Collected data:

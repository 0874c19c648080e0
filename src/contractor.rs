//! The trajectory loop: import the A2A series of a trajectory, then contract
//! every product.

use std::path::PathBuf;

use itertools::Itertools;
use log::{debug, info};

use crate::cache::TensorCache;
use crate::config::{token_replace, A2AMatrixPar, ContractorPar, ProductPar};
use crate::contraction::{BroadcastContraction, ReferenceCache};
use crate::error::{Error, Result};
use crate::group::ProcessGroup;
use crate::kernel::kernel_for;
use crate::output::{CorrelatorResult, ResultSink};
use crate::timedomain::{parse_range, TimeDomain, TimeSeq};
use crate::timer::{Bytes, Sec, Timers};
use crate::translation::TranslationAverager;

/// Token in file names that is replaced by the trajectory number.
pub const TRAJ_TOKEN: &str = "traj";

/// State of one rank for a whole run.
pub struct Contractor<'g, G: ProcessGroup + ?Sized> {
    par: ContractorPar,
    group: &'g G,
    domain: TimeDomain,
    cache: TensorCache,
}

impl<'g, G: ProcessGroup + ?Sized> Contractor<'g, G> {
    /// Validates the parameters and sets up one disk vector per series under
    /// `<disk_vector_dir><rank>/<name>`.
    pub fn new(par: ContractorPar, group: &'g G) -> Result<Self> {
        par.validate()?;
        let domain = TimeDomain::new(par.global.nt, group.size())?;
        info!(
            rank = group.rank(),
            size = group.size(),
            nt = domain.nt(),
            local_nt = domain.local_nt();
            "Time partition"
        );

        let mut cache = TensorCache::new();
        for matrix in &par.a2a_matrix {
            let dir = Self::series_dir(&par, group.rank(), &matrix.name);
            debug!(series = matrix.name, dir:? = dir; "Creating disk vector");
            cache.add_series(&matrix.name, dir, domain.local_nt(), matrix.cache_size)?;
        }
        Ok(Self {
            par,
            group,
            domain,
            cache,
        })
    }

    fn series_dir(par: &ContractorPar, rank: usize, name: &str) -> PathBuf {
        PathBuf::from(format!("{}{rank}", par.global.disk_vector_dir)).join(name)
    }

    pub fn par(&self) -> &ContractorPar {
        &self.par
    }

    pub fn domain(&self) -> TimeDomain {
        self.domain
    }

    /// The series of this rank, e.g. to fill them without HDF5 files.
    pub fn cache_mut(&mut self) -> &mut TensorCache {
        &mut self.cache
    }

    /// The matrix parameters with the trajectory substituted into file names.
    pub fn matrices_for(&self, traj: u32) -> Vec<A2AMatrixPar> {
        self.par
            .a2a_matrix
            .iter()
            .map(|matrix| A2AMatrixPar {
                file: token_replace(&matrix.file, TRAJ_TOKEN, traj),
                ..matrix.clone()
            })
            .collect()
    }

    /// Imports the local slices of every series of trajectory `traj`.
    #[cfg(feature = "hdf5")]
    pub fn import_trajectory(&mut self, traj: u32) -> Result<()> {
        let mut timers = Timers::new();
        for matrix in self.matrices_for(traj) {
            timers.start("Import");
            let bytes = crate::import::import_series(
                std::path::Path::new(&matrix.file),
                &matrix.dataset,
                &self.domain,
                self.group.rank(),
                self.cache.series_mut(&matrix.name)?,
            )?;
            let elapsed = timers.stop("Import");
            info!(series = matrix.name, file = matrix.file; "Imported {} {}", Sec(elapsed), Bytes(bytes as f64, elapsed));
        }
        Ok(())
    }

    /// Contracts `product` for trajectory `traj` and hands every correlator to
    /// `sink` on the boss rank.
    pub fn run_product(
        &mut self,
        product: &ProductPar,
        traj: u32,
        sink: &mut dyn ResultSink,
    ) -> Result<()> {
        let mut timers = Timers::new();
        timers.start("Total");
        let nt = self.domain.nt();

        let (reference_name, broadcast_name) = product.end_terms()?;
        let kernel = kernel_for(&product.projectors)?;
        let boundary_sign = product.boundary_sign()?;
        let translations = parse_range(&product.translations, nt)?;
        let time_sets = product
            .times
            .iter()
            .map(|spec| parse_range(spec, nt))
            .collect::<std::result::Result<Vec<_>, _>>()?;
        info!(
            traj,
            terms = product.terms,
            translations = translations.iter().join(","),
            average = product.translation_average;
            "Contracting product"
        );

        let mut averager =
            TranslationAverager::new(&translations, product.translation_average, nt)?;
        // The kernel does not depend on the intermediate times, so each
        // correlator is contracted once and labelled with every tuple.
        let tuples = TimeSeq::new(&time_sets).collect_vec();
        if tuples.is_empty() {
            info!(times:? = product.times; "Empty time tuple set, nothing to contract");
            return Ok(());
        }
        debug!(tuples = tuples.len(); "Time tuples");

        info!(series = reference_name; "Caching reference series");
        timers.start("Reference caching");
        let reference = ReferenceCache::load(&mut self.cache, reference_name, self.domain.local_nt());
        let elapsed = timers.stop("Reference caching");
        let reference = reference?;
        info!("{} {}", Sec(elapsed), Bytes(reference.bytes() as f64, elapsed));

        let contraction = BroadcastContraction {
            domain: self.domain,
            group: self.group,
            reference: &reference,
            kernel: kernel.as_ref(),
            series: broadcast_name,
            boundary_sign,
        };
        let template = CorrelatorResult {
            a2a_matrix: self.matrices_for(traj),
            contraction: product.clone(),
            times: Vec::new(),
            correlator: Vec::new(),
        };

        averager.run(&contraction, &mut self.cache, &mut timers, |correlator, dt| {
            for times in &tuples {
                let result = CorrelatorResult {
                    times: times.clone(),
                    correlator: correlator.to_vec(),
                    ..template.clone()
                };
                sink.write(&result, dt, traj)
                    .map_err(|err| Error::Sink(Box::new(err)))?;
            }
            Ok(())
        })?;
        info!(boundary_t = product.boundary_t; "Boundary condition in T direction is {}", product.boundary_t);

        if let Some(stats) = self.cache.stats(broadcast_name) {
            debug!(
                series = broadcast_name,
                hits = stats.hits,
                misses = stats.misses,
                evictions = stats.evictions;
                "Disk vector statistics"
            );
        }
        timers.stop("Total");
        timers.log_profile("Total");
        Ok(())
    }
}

How to complete this task: Your task is to restate every record word for word.

Solution for this exercise:
repository 0874c19c648080e0
filename src/contractor.rs
//! The trajectory loop: import the A2A series of a trajectory, then contract
//! every product.

use std::path::PathBuf;

use itertools::Itertools;
use log::{debug, info};

use crate::cache::TensorCache;
use crate::config::{token_replace, A2AMatrixPar, ContractorPar, ProductPar};
use crate::contraction::{BroadcastContraction, ReferenceCache};
use crate::error::{Error, Result};
use crate::group::ProcessGroup;
use crate::kernel::kernel_for;
use crate::output::{CorrelatorResult, ResultSink};
use crate::timedomain::{parse_range, TimeDomain, TimeSeq};
use crate::timer::{Bytes, Sec, Timers};
use crate::translation::TranslationAverager;

/// Token in file names that is replaced by the trajectory number.
pub const TRAJ_TOKEN: &str = "traj";

/// State of one rank for a whole run.
pub struct Contractor<'g, G: ProcessGroup + ?Sized> {
    par: ContractorPar,
    group: &'g G,
    domain: TimeDomain,
    cache: TensorCache,
}

impl<'g, G: ProcessGroup + ?Sized> Contractor<'g, G> {
    /// Validates the parameters and sets up one disk vector per series under
    /// `<disk_vector_dir><rank>/<name>`.
    pub fn new(par: ContractorPar, group: &'g G) -> Result<Self> {
        par.validate()?;
        let domain = TimeDomain::new(par.global.nt, group.size())?;
        info!(
            rank = group.rank(),
            size = group.size(),
            nt = domain.nt(),
            local_nt = domain.local_nt();
            "Time partition"
        );

        let mut cache = TensorCache::new();
        for matrix in &par.a2a_matrix {
            let dir = Self::series_dir(&par, group.rank(), &matrix.name);
            debug!(series = matrix.name, dir:? = dir; "Creating disk vector");
            cache.add_series(&matrix.name, dir, domain.local_nt(), matrix.cache_size)?;
        }
        Ok(Self {
            par,
            group,
            domain,
            cache,
        })
    }

    fn series_dir(par: &ContractorPar, rank: usize, name: &str) -> PathBuf {
        PathBuf::from(format!("{}{rank}", par.global.disk_vector_dir)).join(name)
    }

    pub fn par(&self) -> &ContractorPar {
        &self.par
    }

    pub fn domain(&self) -> TimeDomain {
        self.domain
    }

    /// The series of this rank, e.g. to fill them without HDF5 files.
    pub fn cache_mut(&mut self) -> &mut TensorCache {
        &mut self.cache
    }

    /// The matrix parameters with the trajectory substituted into file names.
    pub fn matrices_for(&self, traj: u32) -> Vec<A2AMatrixPar> {
        self.par
            .a2a_matrix
            .iter()
            .map(|matrix| A2AMatrixPar {
                file: token_replace(&matrix.file, TRAJ_TOKEN, traj),
                ..matrix.clone()
            })
            .collect()
    }

    /// Imports the local slices of every series of trajectory `traj`.
    #[cfg(feature = "hdf5")]
    pub fn import_trajectory(&mut self, traj: u32) -> Result<()> {
        let mut timers = Timers::new();
        for matrix in self.matrices_for(traj) {
            timers.start("Import");
            let bytes = crate::import::import_series(
                std::path::Path::new(&matrix.file),
                &matrix.dataset,
                &self.domain,
                self.group.rank(),
                self.cache.series_mut(&matrix.name)?,
            )?;
            let elapsed = timers.stop("Import");
            info!(series = matrix.name, file = matrix.file; "Imported {} {}", Sec(elapsed), Bytes(bytes as f64, elapsed));
        }
        Ok(())
    }

    /// Contracts `product` for trajectory `traj` and hands every correlator to
    /// `sink` on the boss rank.
    pub fn run_product(
        &mut self,
        product: &ProductPar,
        traj: u32,
        sink: &mut dyn ResultSink,
    ) -> Result<()> {
        let mut timers = Timers::new();
        timers.start("Total");
        let nt = self.domain.nt();

        let (reference_name, broadcast_name) = product.end_terms()?;
        let kernel = kernel_for(&product.projectors)?;
        let boundary_sign = product.boundary_sign()?;
        let translations = parse_range(&product.translations, nt)?;
        let time_sets = product
            .times
            .iter()
            .map(|spec| parse_range(spec, nt))
            .collect::<std::result::Result<Vec<_>, _>>()?;
        info!(
            traj,
            terms = product.terms,
            translations = translations.iter().join(","),
            average = product.translation_average;
            "Contracting product"
        );

        let mut averager =
            TranslationAverager::new(&translations, product.translation_average, nt)?;
        // The kernel does not depend on the intermediate times, so each
        // correlator is contracted once and labelled with every tuple.
        let tuples = TimeSeq::new(&time_sets).collect_vec();
        if tuples.is_empty() {
            info!(times:? = product.times; "Empty time tuple set, nothing to contract");
            return Ok(());
        }
        debug!(tuples = tuples.len(); "Time tuples");

        info!(series = reference_name; "Caching reference series");
        timers.start("Reference caching");
        let reference = ReferenceCache::load(&mut self.cache, reference_name, self.domain.local_nt());
        let elapsed = timers.stop("Reference caching");
        let reference = reference?;
        info!("{} {}", Sec(elapsed), Bytes(reference.bytes() as f64, elapsed));

        let contraction = BroadcastContraction {
            domain: self.domain,
            group: self.group,
            reference: &reference,
            kernel: kernel.as_ref(),
            series: broadcast_name,
            boundary_sign,
        };
        let template = CorrelatorResult {
            a2a_matrix: self.matrices_for(traj),
            contraction: product.clone(),
            times: Vec::new(),
            correlator: Vec::new(),
        };

        averager.run(&contraction, &mut self.cache, &mut timers, |correlator, dt| {
            for times in &tuples {
                let result = CorrelatorResult {
                    times: times.clone(),
                    correlator: correlator.to_vec(),
                    ..template.clone()
                };
                sink.write(&result, dt, traj)
                    .map_err(|err| Error::Sink(Box::new(err)))?;
            }
            Ok(())
        })?;
        info!(boundary_t = product.boundary_t; "Boundary condition in T direction is {}", product.boundary_t);

        if let Some(stats) = self.cache.stats(broadcast_name) {
            debug!(
                series = broadcast_name,
                hits = stats.hits,
                misses = stats.misses,
                evictions = stats.evictions;
                "Disk vector statistics"
            );
        }
        timers.stop("Total");
        timers.log_profile("Total");
        Ok(())
    }
}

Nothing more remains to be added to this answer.